Peptides

BPC-157 (Oral Stable Form)

Evidence: animal_plus_anecdotal

Mechanism of Action

Oral-stable BPC-157, typically formulated as the arginate salt, retains the same mechanism as standard BPC-157 — promoting angiogenesis via VEGFR2/PI3K/Akt/eNOS and Src-Caveolin-1-eNOS pathways, enhancing nitric oxide production, and stimulating tendon fibroblast growth and collagen formation. The arginate salt provides a protective buffer against gastric acid degradation, maintaining peptide integrity across a wider pH range. BPC-157 demonstrates remarkable native stability in human gastric juice (24+ hours), and the arginate form reportedly achieves 7-fold greater oral bioavailability compared to the acetate salt in preclinical studies.

Dosing Protocol

Standard: Research indicates 250-500 mcg twice daily via oral capsule on empty stomach.

Maintenance: Research indicates 250 mcg twice daily for maintenance.

Administration: oral

Timing: On empty stomach, 30 minutes before meals. Twice daily dosing (morning and evening) provides consistent levels.
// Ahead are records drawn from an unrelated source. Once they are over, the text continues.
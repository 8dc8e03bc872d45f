use super::grid::{GridData, MpmGrid};
use super::models::{self, Material};
use super::particles::MpmParticles;
use super::weights::spline_weights;
use super::MpmParameters;
use crate::parallel::{Backend, MIN_CHUNK};
use crate::{Mat2, Scalar, Vec2};
use itertools::{iproduct, izip};
use rayon::prelude::*;

/// Particle-to-grid transfer. Two passes: a hazard-free per-particle pass
/// that advances the deformation gradient and evaluates the constitutive
/// model, then the scatter of mass and momentum onto the 3x3 node
/// neighborhoods.
pub fn particle_to_grid(particles: &mut MpmParticles, grid: &mut MpmGrid, params: &MpmParameters) {
    let affine = affine_contributions(particles, &grid.data, params);
    scatter(particles, &affine, grid, params);
}

/// Pushes each deformation gradient forward through the local affine field,
/// runs the constitutive update, and returns the matrix scattered below:
/// the stress scaled into a force contribution, plus mass times C.
/// Each particle only touches its own state, so both backends run this as a
/// straight map.
fn affine_contributions(
    particles: &mut MpmParticles,
    data: &GridData,
    params: &MpmParameters,
) -> Vec<Mat2> {
    let dt = params.delta_time;
    // MLS-MPM turns the stress into a force increment with -dt vol 4/dx^2.
    let stress_coeff = -dt * params.particle_volume() * 4. * data.inv_dx * data.inv_dx;
    let elasticity = &params.elasticity;

    let kernel = move |(&mass, c, f, jp, &material): (
        &Scalar,
        &Mat2,
        &mut Mat2,
        &mut Scalar,
        &Material,
    )|
          -> Mat2 {
        *f = (Mat2::identity() + dt * *c) * *f;

        let update = models::constitutive_update(material, *f, *jp, elasticity);
        *f = update.deformation_gradient;
        *jp = update.plastic_ratio;

        stress_coeff * update.stress + mass * *c
    };

    match params.backend {
        Backend::Sequential => izip!(
            &particles.mass,
            &particles.affine_velocity,
            &mut particles.deformation_gradient,
            &mut particles.plastic_ratio,
            &particles.material
        )
        .map(kernel)
        .collect(),
        Backend::Threaded => (
            particles.mass.par_iter(),
            particles.affine_velocity.par_iter(),
            particles.deformation_gradient.par_iter_mut(),
            particles.plastic_ratio.par_iter_mut(),
            particles.material.par_iter(),
        )
            .into_par_iter()
            .with_min_len(MIN_CHUNK)
            .map(kernel)
            .collect(),
    }
}

/// The scatter itself. This is the one write-write hazard in the pipeline:
/// neighboring particles share grid nodes. The sequential backend just
/// accumulates in particle order; the threaded backend gives each rayon
/// worker its own momentum/mass buffers and merges them pairwise, which is
/// associative up to floating-point summation order.
fn scatter(
    particles: &MpmParticles,
    affine: &[Mat2],
    grid: &mut MpmGrid,
    params: &MpmParameters,
) {
    match params.backend {
        Backend::Sequential => {
            for p in 0..particles.len() {
                scatter_particle(
                    p,
                    particles,
                    affine,
                    &grid.data,
                    &mut grid.velocity,
                    &mut grid.mass,
                );
            }
        }
        Backend::Threaded => {
            let data = grid.data.clone();
            let num_nodes = data.num_nodes;
            let empty = || (vec![Vec2::zeros(); num_nodes], vec![0.; num_nodes]);

            let (momentum, mass) = (0..particles.len())
                .into_par_iter()
                .with_min_len(MIN_CHUNK)
                .fold(empty, |mut local, p| {
                    scatter_particle(p, particles, affine, &data, &mut local.0, &mut local.1);
                    local
                })
                .reduce(empty, |mut a, b| {
                    for (node, v) in a.0.iter_mut().zip(&b.0) {
                        *node += v;
                    }
                    for (node, m) in a.1.iter_mut().zip(&b.1) {
                        *node += m;
                    }
                    a
                });

            for (node, v) in grid.velocity.iter_mut().zip(&momentum) {
                *node += v;
            }
            for (node, m) in grid.mass.iter_mut().zip(&mass) {
                *node += m;
            }
        }
    }
}

fn scatter_particle(
    p: usize,
    particles: &MpmParticles,
    affine: &[Mat2],
    data: &GridData,
    momentum: &mut [Vec2],
    mass: &mut [Scalar],
) {
    let weights = spline_weights(particles.position[p], data.inv_dx);
    let particle_mass = particles.mass[p];
    let particle_momentum = particle_mass * particles.velocity[p];

    for (i, j) in iproduct!(0..3, 0..3) {
        let idx = match data.node_index(weights.node(i, j)) {
            Some(idx) => idx,
            None => continue,
        };

        let weight = weights.weight(i, j);
        let dpos = weights.dpos(i, j) * data.dx;

        momentum[idx] += weight * (particle_momentum + affine[p] * dpos);
        mass[idx] += weight * particle_mass;
    }
}

#[cfg(test)]
mod tests {
    use super::*;
    use crate::mpm::grid::MpmGrid;

    fn interior_lattice(params: &MpmParameters, material: Material) -> MpmParticles {
        let mut particles = MpmParticles::default();
        for i in 0..10 {
            for j in 0..10 {
                let pos = Vec2::new(0.3 + 0.04 * i as Scalar, 0.3 + 0.04 * j as Scalar);
                particles.add_particle(params.particle_mass(), pos, material);
            }
        }
        particles
    }

    #[test]
    fn scatter_conserves_mass_and_momentum() {
        let params = MpmParameters {
            backend: Backend::Sequential,
            ..MpmParameters::default()
        };
        let mut particles = interior_lattice(&params, Material::Jelly);
        for v in &mut particles.velocity {
            *v = Vec2::new(0.3, -0.1);
        }
        let mut grid = MpmGrid::new(&params);

        particle_to_grid(&mut particles, &mut grid, &params);

        assert!((grid.total_mass() - particles.total_mass()).abs() < 1e-5);
        assert!((grid.total_momentum() - particles.total_momentum()).norm() < 1e-5);
    }

    #[test]
    fn at_rest_particle_scatters_no_momentum() {
        let params = MpmParameters {
            backend: Backend::Sequential,
            ..MpmParameters::default()
        };
        let mut particles = MpmParticles::default();
        particles.add_particle(params.particle_mass(), Vec2::new(0.5, 0.5), Material::Snow);
        let mut grid = MpmGrid::new(&params);

        particle_to_grid(&mut particles, &mut grid, &params);

        assert!(grid.total_mass() > 0.);
        assert!(grid.total_momentum().norm() < 1e-10);
        assert!((particles.deformation_gradient[0] - Mat2::identity()).norm() < 1e-6);
    }

    #[test]
    fn backends_agree_within_tolerance() {
        let sequential = MpmParameters {
            backend: Backend::Sequential,
            ..MpmParameters::default()
        };
        let threaded = MpmParameters {
            backend: Backend::Threaded,
            ..sequential.clone()
        };

        let mut particles_a = interior_lattice(&sequential, Material::Fluid);
        let mut particles_b = interior_lattice(&threaded, Material::Fluid);
        for (i, v) in particles_a.velocity.iter_mut().enumerate() {
            *v = Vec2::new(0.01 * i as Scalar, -0.02 * i as Scalar);
        }
        particles_b.velocity = particles_a.velocity.clone();

        let mut grid_a = MpmGrid::new(&sequential);
        let mut grid_b = MpmGrid::new(&threaded);

        particle_to_grid(&mut particles_a, &mut grid_a, &sequential);
        particle_to_grid(&mut particles_b, &mut grid_b, &threaded);

        for (a, b) in grid_a.velocity.iter().zip(&grid_b.velocity) {
            assert!((a - b).norm() < 1e-5);
        }
        for (a, b) in grid_a.mass.iter().zip(&grid_b.mass) {
            assert!((a - b).abs() < 1e-5);
        }
    }
}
Duration: 4-12 weeks. Oral form enables easier long-term use compared to injectable.

Notes

Oral BPC-157 is the most accessible form for clients averse to injections. It is particularly suited for GI-targeted applications (leaky gut, IBD, gastric ulcers, NSAID gastropathy) where oral delivery places the peptide directly at the site of action. The arginate salt is the preferred oral form — standard acetate has significantly lower oral bioavailability. Some practitioners combine oral BPC-157 for systemic/GI support with injectable BPC-157 at the injury site for a dual-route approach. The FDA has moved to restrict compounded BPC-157 in 2024-2025; check current regulatory status.

Stacking

  • TB-500
  • GHK-Cu

Interactions

  • BPC-157 (injectable) [LOW] — Can use oral for systemic/GI effects and injectable for localized tissue repair simultaneously.
  • Proton pump inhibitors [LOW] — PPIs alter gastric pH; may affect oral BPC-157 stability and absorption.
  • NSAIDs [LOW] — BPC-157 may counteract NSAID gastropathy; potentially protective.

Contraindications

  • Active cancer
  • Pregnancy and breastfeeding
  • Children under 18

Side Effects

  • Mild nausea
  • GI discomfort
  • Headache (rare)

Key Papers

  • 10.1016/j.lfs.2018.07.004
  • 10.3390/pharmaceutics18020185

Source Quality

Compounding pharmacy (503A/503B) for capsules. Verify arginate salt form on COA. Third-party tested oral supplements also available (ProHealth, Integrative Peptides).

Disclaimer: This information is for educational purposes only and is not medical advice. BioAccelera Labs does not diagnose, treat, or prescribe. Consult a licensed healthcare provider before using any compound.